◆ Required work: What lines below include the word "filter"? Copy each one.

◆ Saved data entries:
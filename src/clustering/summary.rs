use lazy_static::lazy_static;
use regex::Regex;
use std::collections::{HashMap, HashSet};

use crate::clustering::tokenize::tokenize;
use crate::clustering::types::{Cluster, ClusterParams};
use crate::entity::companies::is_stop_word;

/// Maximum number of member titles used as key points.
pub const MAX_KEY_POINTS: usize = 5;

/// Maximum number of sources named in a multi-item summary.
pub const MAX_NAMED_SOURCES: usize = 3;

/// Number of tokens joined into a heuristic topic.
pub const TOPIC_TOKENS: usize = 3;

pub const KEY_POINTS_PLACEHOLDER: &str = "No key points available.";
pub const TOPIC_PLACEHOLDER: &str = "General News";
const TOPIC_DOMAIN_PHRASE: &str = "developments in AI and technology";

// Headline filler that never makes a useful topic word
const GENERIC_TOPIC_WORDS: &[&str] = &[
    "news", "update", "updates", "report", "reports", "latest", "today", "week", "announces",
    "announced", "launches", "unveils", "breaking", "live", "first", "big", "now", "just",
];

lazy_static! {
    static ref BANNED_PHRASES: Regex = Regex::new(
        r"(?i)\b(?:groundbreaking|ground-breaking|significant advances?|revolutionary|game[- ]changing|cutting[- ]edge|unprecedented)\b"
    )
    .expect("banned phrase regex is valid");
}

fn is_generic(token: &str) -> bool {
    is_stop_word(token) || GENERIC_TOPIC_WORDS.contains(&token)
}

fn capitalize(word: &str) -> String {
    let mut chars = word.chars();
    match chars.next() {
        Some(first) => first.to_uppercase().chain(chars).collect(),
        None => String::new(),
    }
}

/// Removes marketing clichés case-insensitively and collapses whitespace.
pub fn strip_banned_phrases(text: &str) -> String {
    BANNED_PHRASES
        .replace_all(text, " ")
        .split_whitespace()
        .collect::<Vec<_>>()
        .join(" ")
}

/// Topic from the most frequent title tokens.
///
/// Tokens are ranked by how often they occur across all member titles,
/// repeats within a title included, ties broken alphabetically. The top three
/// non-generic tokens are capitalized and joined; with fewer survivors the
/// single top-ranked token is used.
pub fn heuristic_topic(cluster: &Cluster) -> String {
    let mut counts: HashMap<String, usize> = HashMap::new();
    for item in &cluster.items {
        for token in tokenize(&item.title) {
            *counts.entry(token).or_insert(0) += 1;
        }
    }

    let mut ranked: Vec<(String, usize)> = counts.into_iter().collect();
    ranked.sort_by(|a, b| b.1.cmp(&a.1).then_with(|| a.0.cmp(&b.0)));

    let surviving: Vec<&str> = ranked
        .iter()
        .map(|(t, _)| t.as_str())
        .filter(|t| !is_generic(t))
        .collect();

    let topic = if surviving.len() >= TOPIC_TOKENS {
        surviving[..TOPIC_TOKENS]
            .iter()
            .map(|t| capitalize(t))
            .collect::<Vec<_>>()
            .join(" ")
    } else {
        let fallback = surviving
            .first()
            .copied()
            .or_else(|| ranked.first().map(|(t, _)| t.as_str()));
        match fallback {
            Some(t) => capitalize(t),
            None => TOPIC_PLACEHOLDER.to_string(),
        }
    };

    let cleaned = strip_banned_phrases(&topic);
    if cleaned.is_empty() {
        TOPIC_PLACEHOLDER.to_string()
    } else {
        cleaned
    }
}

/// Distinct non-empty sources in member order.
fn distinct_sources(cluster: &Cluster) -> Vec<&str> {
    let mut seen = HashSet::new();
    cluster
        .items
        .iter()
        .map(|a| a.source.trim())
        .filter(|s| !s.is_empty() && seen.insert(s.to_lowercase()))
        .collect()
}

/// Single items echo their own summary (title when blank); larger clusters
/// get a sentence naming up to three sources.
pub fn heuristic_summary(cluster: &Cluster) -> String {
    let summary = if cluster.len() <= 1 {
        match cluster.items.first() {
            Some(item) if !item.summary.trim().is_empty() => item.summary.clone(),
            Some(item) => item.title.clone(),
            None => String::new(),
        }
    } else {
        let sources = distinct_sources(cluster);
        let named = sources
            .iter()
            .take(MAX_NAMED_SOURCES)
            .copied()
            .collect::<Vec<_>>()
            .join(", ");
        let remaining = sources.len().saturating_sub(MAX_NAMED_SOURCES);

        match (named.is_empty(), remaining) {
            (true, _) => format!(
                "{} related reports on {}.",
                cluster.len(),
                TOPIC_DOMAIN_PHRASE
            ),
            (false, 0) => format!(
                "{} related reports from {} on {}.",
                cluster.len(),
                named,
                TOPIC_DOMAIN_PHRASE
            ),
            (false, n) => format!(
                "{} related reports from {} and {} more source{} on {}.",
                cluster.len(),
                named,
                n,
                if n == 1 { "" } else { "s" },
                TOPIC_DOMAIN_PHRASE
            ),
        }
    };

    strip_banned_phrases(&summary)
}

/// Up to five distinct member titles, compared case-insensitively.
pub fn heuristic_key_points(cluster: &Cluster) -> Vec<String> {
    let mut seen = HashSet::new();
    let points: Vec<String> = cluster
        .items
        .iter()
        .map(|a| a.title.trim())
        .filter(|t| !t.is_empty() && seen.insert(t.to_lowercase()))
        .take(MAX_KEY_POINTS)
        .map(str::to_string)
        .collect();

    if points.is_empty() {
        vec![KEY_POINTS_PLACEHOLDER.to_string()]
    } else {
        points
    }
}

/// Union of member tags ranked by frequency, first appearance breaking ties.
pub fn heuristic_tags(cluster: &Cluster, limit: usize) -> Vec<String> {
    let mut counts: HashMap<&str, usize> = HashMap::new();
    let mut order: Vec<&str> = Vec::new();
    for tag in cluster.items.iter().flat_map(|a| a.tags.iter()) {
        let count = counts.entry(tag.as_str()).or_insert(0);
        if *count == 0 {
            order.push(tag.as_str());
        }
        *count += 1;
    }

    // stable sort keeps first-appearance order among equal counts
    order.sort_by(|a, b| counts[b].cmp(&counts[a]));
    order.into_iter().take(limit).map(str::to_string).collect()
}

/// Fills any absent heuristic field. Values already set, including ones from
/// enrichment, are never overwritten.
pub fn fill_heuristic_content(cluster: &mut Cluster, tag_limit: usize) {
    if cluster.topic.is_none() {
        cluster.topic = Some(heuristic_topic(cluster));
    }
    if cluster.summary.is_none() {
        cluster.summary = Some(heuristic_summary(cluster));
    }
    if cluster.key_points.is_none() {
        cluster.key_points = Some(heuristic_key_points(cluster));
    }
    if cluster.tags.is_none() {
        cluster.tags = Some(heuristic_tags(cluster, tag_limit));
    }
}

/// Fills absent heuristic content on every cluster when `params` asks for
/// it. Clusters whose membership changed since the last fill get fresh
/// content; the rest keep what they have.
pub fn fill_all_heuristic_content(clusters: &mut [Cluster], params: &ClusterParams) {
    if !params.generate_content {
        return;
    }
    for cluster in clusters.iter_mut() {
        fill_heuristic_content(cluster, params.tag_limit);
    }
}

◆ Response box:
        .filter(|t| !is_generic(t))
        .filter(|s| !s.is_empty() && seen.insert(s.to_lowercase()))
        .filter(|t| !t.is_empty() && seen.insert(t.to_lowercase()))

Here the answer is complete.